Step 1: Please fill out the Google Form here
Step 2:
- Option A: Follow the instructions in replied email from SpeechColab to get the raw release of GigaSpeech
- Option B: Refer to GigaSpeech On HuggingFace to get a pre-processed version of GigaSpeech via HuggingFace.

Leaderboard

| Contributor| Toolkit | Train Recipe | Train Data | Inference |Dev/Test WER | |:---------------|:------------------|:------------------|:------------------|:------------------|:------------------:| ||||| | Baseline | Athena | Transformer-AED + RNNLM | GigaSpeech v1.0.0 XL | model example | 13.60 / 12.70 | | Baseline | Espnet | Conformer/Transformer-AED | GigaSpeech v1.0.0 XL | model example | 10.90 / 10.80 | | Baseline | Kaldi | Chain + RNNLM | GigaSpeech v1.0.0 XL | model example | 14.78 / 14.84 | | Baseline | Pika | RNN-T | GigaSpeech v1.0.0 XL | model example | 12.30 / 12.30 | ||||| | Johns Hopkins University | Icefall | Transducer: Zipformer encoder + Embedding decoder | GigaSpeech v1.0.0 XL | model example | 10.25 / 10.38 | | Johns Hopkins University | Icefall | Pruned Stateless RNN-T | GigaSpeech v1.0.0 XL | model example | 10.40 / 10.51 | | Johns Hopkins University | Icefall | Conformer CTC + ngram & attention rescoring | GigaSpeech v1.0.0 XL | model example | 10.47 / 10.58 | | Mobvoi | Wenet | Joint CTC/AED(U2++) | GigaSpeech v1.0.0 XL | model example | 10.70 / 10.60 | | ByteDance AI Lab | NeurST | Transformer-AED | GigaSpeech v1.0.0 XL | model example | 11.89 / 11.60 |

Dataset

Audio Source

Language: English
33,000+ hours for unsupervised/semi-supervised learning
10,000 hours with high-quality human transcriptions for supervised learning

| Audio Source | Transcribed Hours | Total Hours | Acoustic Condition | |:---------------|:-----------------:|:--------------:|:-------------------| | Audiobook | 2,655 | 11,982 | <li>Reading</li><li>Various ages and accents</li> | | Podcast | 3,498 | 9,254 | <li>Clean or background music</li><li>Indoor</li><li>Near-field</li><li>Spontaneous</li><li>Various ages and accents</li>| | YouTube | 3,845 | 11,768 | <li>Clean and noisy</li><li>Indoor and outdoor</li><li>Near- and far-field</li><li>Reading and spontaneous</li><li>Various ages and accents</li> | | total | 10,000 | 33,005 ||

Transcribed Training Subsets

| Subset | Hours | Remarks | |:---------------:|:-------------:|:-------------| | XS | 10 | System building and debugging | | S | 250 | Quick research experiments | | M | 1,000 | Large-scale research experiments | | L | 2,500 | Medium-scale industrial experiments | | XL | 10,000 | Large-scale industrial experiments |

Larger subsets are supersets of smaller subsets, e.g., subset L contains all the data from subset M.
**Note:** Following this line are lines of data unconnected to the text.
use tracing_bunyan_formatter::{BunyanFormattingLayer, JsonStorageLayer};
use tracing_subscriber::{layer::SubscriberExt, util::SubscriberInitExt, EnvFilter};

/// Initializes the global subscriber: env-filtered, bunyan-formatted JSON to
/// stdout.
pub fn init_tracing_subscriber() -> anyhow::Result<()> {
    let env_filter = EnvFilter::try_from_default_env().unwrap_or_else(|_| EnvFilter::new("info"));
    let formatting_layer = BunyanFormattingLayer::new("storyreel".into(), std::io::stdout);

    tracing_subscriber::registry()
        .with(env_filter)
        .with(JsonStorageLayer)
        .with(formatting_layer)
        .try_init()?;

    Ok(())
}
Transcribed Evaluation Subsets

| Subset | Hours | Remarks | |:------:|:-----:|:--------| | Dev | 12 | Randomly selected from the crawled Podcast and YouTube Data | | Test | 40 | Part of the subset was randomly selected from the crawled Podcast and YouTube data; part of it was manually collected through other channels to have better coverage. |

Evaluation subsets are annotated by professional human annotators

Data Preparation Guidelines

We maintain data preparation scripts for different speech recognition toolkits in this repository so that when we update the dataset (note, this is an evolving dataset), we don't have to update the scripts in the downstream toolkits. Data preparation scripts for different speech recognition toolkits are maintained in the toolkits/ folder, e.g., toolkits/kaldi for the Kaldi speech recognition toolkit.

Preparation Scripts

To use the data preparation scripts, do the following in your toolkit (here we use Kaldi as an example)
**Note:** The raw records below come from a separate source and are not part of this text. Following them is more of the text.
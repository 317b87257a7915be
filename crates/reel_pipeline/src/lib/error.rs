use std::time::Duration;

#[derive(Debug, thiserror::Error)]
pub enum Error {
    #[error("malformed script response: {0}")]
    Upstream(String),
    #[error("transport error: {status} - {message}")]
    Transport { status: u16, message: String },
    #[error("remote job did not reach a terminal state within {deadline:?}")]
    JobTimeout { deadline: Duration },
    #[error("remote service reports exhausted credits")]
    AuthorizationExhausted,
    #[error("run cancelled")]
    Cancelled,
    #[error("HTTP error: {0}")]
    Request(#[from] reqwest::Error),
    #[error("IO error: {0}")]
    Io(#[from] std::io::Error),
    #[error("JSON error: {0}")]
    Json(#[from] serde_json::Error),
}
use std::time::Duration;

use serde::{Deserialize, Serialize};

use crate::countdown::{Countdown, CountdownEvent, CountdownFired, CountdownId};

/// Round length and tick period, fixed for the lifetime of a session
#[derive(Debug, Clone, Copy, PartialEq, Eq)]
pub struct RoundSettings {
    pub initial_secs: u32,
    pub tick_interval: Duration,
}

impl RoundSettings {
    pub fn new(initial_secs: u32, tick_interval: Duration) -> Self {
        Self {
            initial_secs,
            tick_interval,
        }
    }

    pub fn initial_duration(&self) -> Duration {
        Duration::from_secs(u64::from(self.initial_secs))
    }
}

impl Default for RoundSettings {
    fn default() -> Self {
        Self::new(10, Duration::from_secs(1))
    }
}

#[derive(Debug, Clone, Copy, PartialEq, Eq)]
pub enum Phase {
    /// No countdown armed, waiting for the first tap
    Idle,
    Running,
    /// Only held while the game-over notification goes out
    Ended,
}

/// What survives a suspend: enough to resume the round where it stopped
#[derive(Debug, Clone, Copy, PartialEq, Eq, Serialize, Deserialize)]
pub struct SavedRound {
    pub score: u32,
    pub time_left: u32,
}

/// Receives every observable change a session makes
pub trait SessionListener {
    fn score_changed(&mut self, score: u32);
    fn time_left_changed(&mut self, secs: u32);
    /// Called once per round, before the score is zeroed
    fn game_over(&mut self, final_score: u32);
}

/// One screen's worth of game: score, clock and phase for the current round.
#[derive(Debug)]
pub struct GameSession<C: Countdown> {
    settings: RoundSettings,
    countdown: C,
    armed: Option<CountdownId>,
    phase: Phase,
    score: u32,
    time_left: u32,
}

impl<C: Countdown> GameSession<C> {
    /// A fresh idle session. Nothing is pushed to a listener until `reset`.
    pub fn new(settings: RoundSettings, countdown: C) -> Self {
        Self {
            settings,
            countdown,
            armed: None,
            phase: Phase::Idle,
            score: 0,
            time_left: settings.initial_secs,
        }
    }

    /// Rebuild a session from a saved round, or start clean when there is none.
    ///
    /// A saved round whose clock exceeds the configured round length can't have
    /// come from this configuration, so it is discarded like a missing one.
    /// A valid round resumes immediately with the countdown armed for the time
    /// that was left, not the full round length.
    pub fn restore<L: SessionListener>(
        settings: RoundSettings,
        countdown: C,
        saved: Option<SavedRound>,
        listener: &mut L,
    ) -> Self {
        let mut session = Self::new(settings, countdown);

        let saved = match saved {
            Some(round) if round.time_left <= settings.initial_secs => round,
            Some(round) => {
                tracing::warn!(
                    score = round.score,
                    time_left = round.time_left,
                    initial_secs = settings.initial_secs,
                    "discarding saved round outside the configured duration"
                );
                session.reset(listener);
                return session;
            }
            None => {
                session.reset(listener);
                return session;
            }
        };

        session.score = saved.score;
        session.time_left = saved.time_left;
        session.arm(Duration::from_secs(u64::from(saved.time_left)));
        tracing::info!(
            score = saved.score,
            time_left = saved.time_left,
            "resuming saved round"
        );

        listener.score_changed(session.score);
        listener.time_left_changed(session.time_left);
        session
    }

    pub fn phase(&self) -> Phase {
        self.phase
    }

    pub fn score(&self) -> u32 {
        self.score
    }

    pub fn time_left(&self) -> u32 {
        self.time_left
    }

    pub fn settings(&self) -> RoundSettings {
        self.settings
    }

    pub fn countdown(&self) -> &C {
        &self.countdown
    }

    /// Count a tap. The first tap of a round also starts the clock, and counts.
    pub fn tap<L: SessionListener>(&mut self, listener: &mut L) {
        if self.phase == Phase::Idle {
            self.start();
        }

        self.score = self.score.saturating_add(1);
        listener.score_changed(self.score);
    }

    /// Arm the countdown for a full round
    pub fn start(&mut self) {
        self.arm(self.settings.initial_duration());
    }

    fn arm(&mut self, total: Duration) {
        // `Countdown::start` cancels whatever was armed before
        let id = self.countdown.start(total, self.settings.tick_interval);
        self.armed = Some(id);
        self.phase = Phase::Running;
        tracing::debug!(id = id.get(), ?total, "round running");
    }

    /// Let `elapsed` pass on the countdown and deliver whatever fired, in order
    pub fn poll<L: SessionListener>(&mut self, elapsed: Duration, listener: &mut L) {
        for fired in self.countdown.poll(elapsed) {
            self.on_countdown(fired, listener);
        }
    }

    /// Deliver one fired countdown item.
    ///
    /// Items from a countdown this session no longer holds are dropped.
    pub fn on_countdown<L: SessionListener>(&mut self, fired: CountdownFired, listener: &mut L) {
        if self.phase != Phase::Running || self.armed != Some(fired.id) {
            tracing::trace!(id = fired.id.get(), phase = ?self.phase, "stale countdown item");
            return;
        }

        match fired.event {
            CountdownEvent::Tick { remaining } => {
                self.time_left = (remaining.as_millis() / 1000) as u32;
                listener.time_left_changed(self.time_left);
            }
            CountdownEvent::Finish => {
                self.end(listener);
            }
        }
    }

    /// Close out a running round: report the score, then reset.
    /// Returns the final score, or `None` if no round was running.
    pub fn end<L: SessionListener>(&mut self, listener: &mut L) -> Option<u32> {
        if self.phase != Phase::Running {
            return None;
        }

        self.phase = Phase::Ended;
        let final_score = self.score;
        tracing::info!(final_score, "round over");
        listener.game_over(final_score);

        self.reset(listener);
        Some(final_score)
    }

    /// Back to idle with a full clock. Does not start the countdown.
    pub fn reset<L: SessionListener>(&mut self, listener: &mut L) {
        self.countdown.cancel();
        self.armed = None;
        self.score = 0;
        self.time_left = self.settings.initial_secs;
        self.phase = Phase::Idle;
        tracing::debug!("session reset");

        listener.score_changed(self.score);
        listener.time_left_changed(self.time_left);
    }

    pub fn save(&self) -> SavedRound {
        SavedRound {
            score: self.score,
            time_left: self.time_left,
        }
    }

    /// Capture the round and silence the countdown. The session is consumed,
    /// so nothing can be delivered into it afterwards.
    pub fn suspend(mut self) -> SavedRound {
        let saved = self.save();
        self.countdown.cancel();
        tracing::info!(
            score = saved.score,
            time_left = saved.time_left,
            "session suspended"
        );
        saved
    }
}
git clone https://github.com/SpeechColab/GigaSpeech.git

cd GigaSpeech
utils/download_gigaspeech.sh /disk1/audio_data/gigaspeech
toolkits/kaldi/gigaspeech_data_prep.sh --train-subset XL /disk1/audio_data/gigaspeech ../data
cd ..

Metadata walkthrough

We save all the metadata information to a single JSON file named GigaSpeech.json. Below is a snip of this file:

{
  "dataset": "GigaSpeech",
  "language": "EN",
  "version": "v1.0.0",
  ... ...
  "audios": [
    {
      "title": "The Architect of Hollywood",
      "url": "https://99percentinvisible.org/episode/the-architect-of-hollywood/download",
      "path": "audio/podcast/P0001/POD0000000025.opus",
      ... ...
      "segments": [
        {
          "sid": "POD0000000025_S0000103",
          "speaker": "N/A",
          "begin_time": 780.31,
          "end_time": 783.13,
          "text_tn": "FOUR O'CLOCK TOMORROW AFTERNOON <COMMA> SAID WILLIAMS <PERIOD>",
          "subsets": [
            "{XL}",
            "{L}"
          ]
        },
        ... ...
      ],
      ... ...
    },
    ... ...
  ]
}

To use the corpus, users are expected to extract the relevant information from GigaSpeech.json. For example, for the speech recognition task, one should first follow the "audios" entry, and work out a list of audio files. One can then follow the "url" entry to download the original audio file, or "path" if preprocessed audio files have been downloaded to the disk. After that, for each audio file, one can follow the "segments" entry, and work out the trainable audio segments, as well as their corresponding transcripts. Of course, we also have various supplementary entries, such as "subsets", "md5", which will also be helpful for your task.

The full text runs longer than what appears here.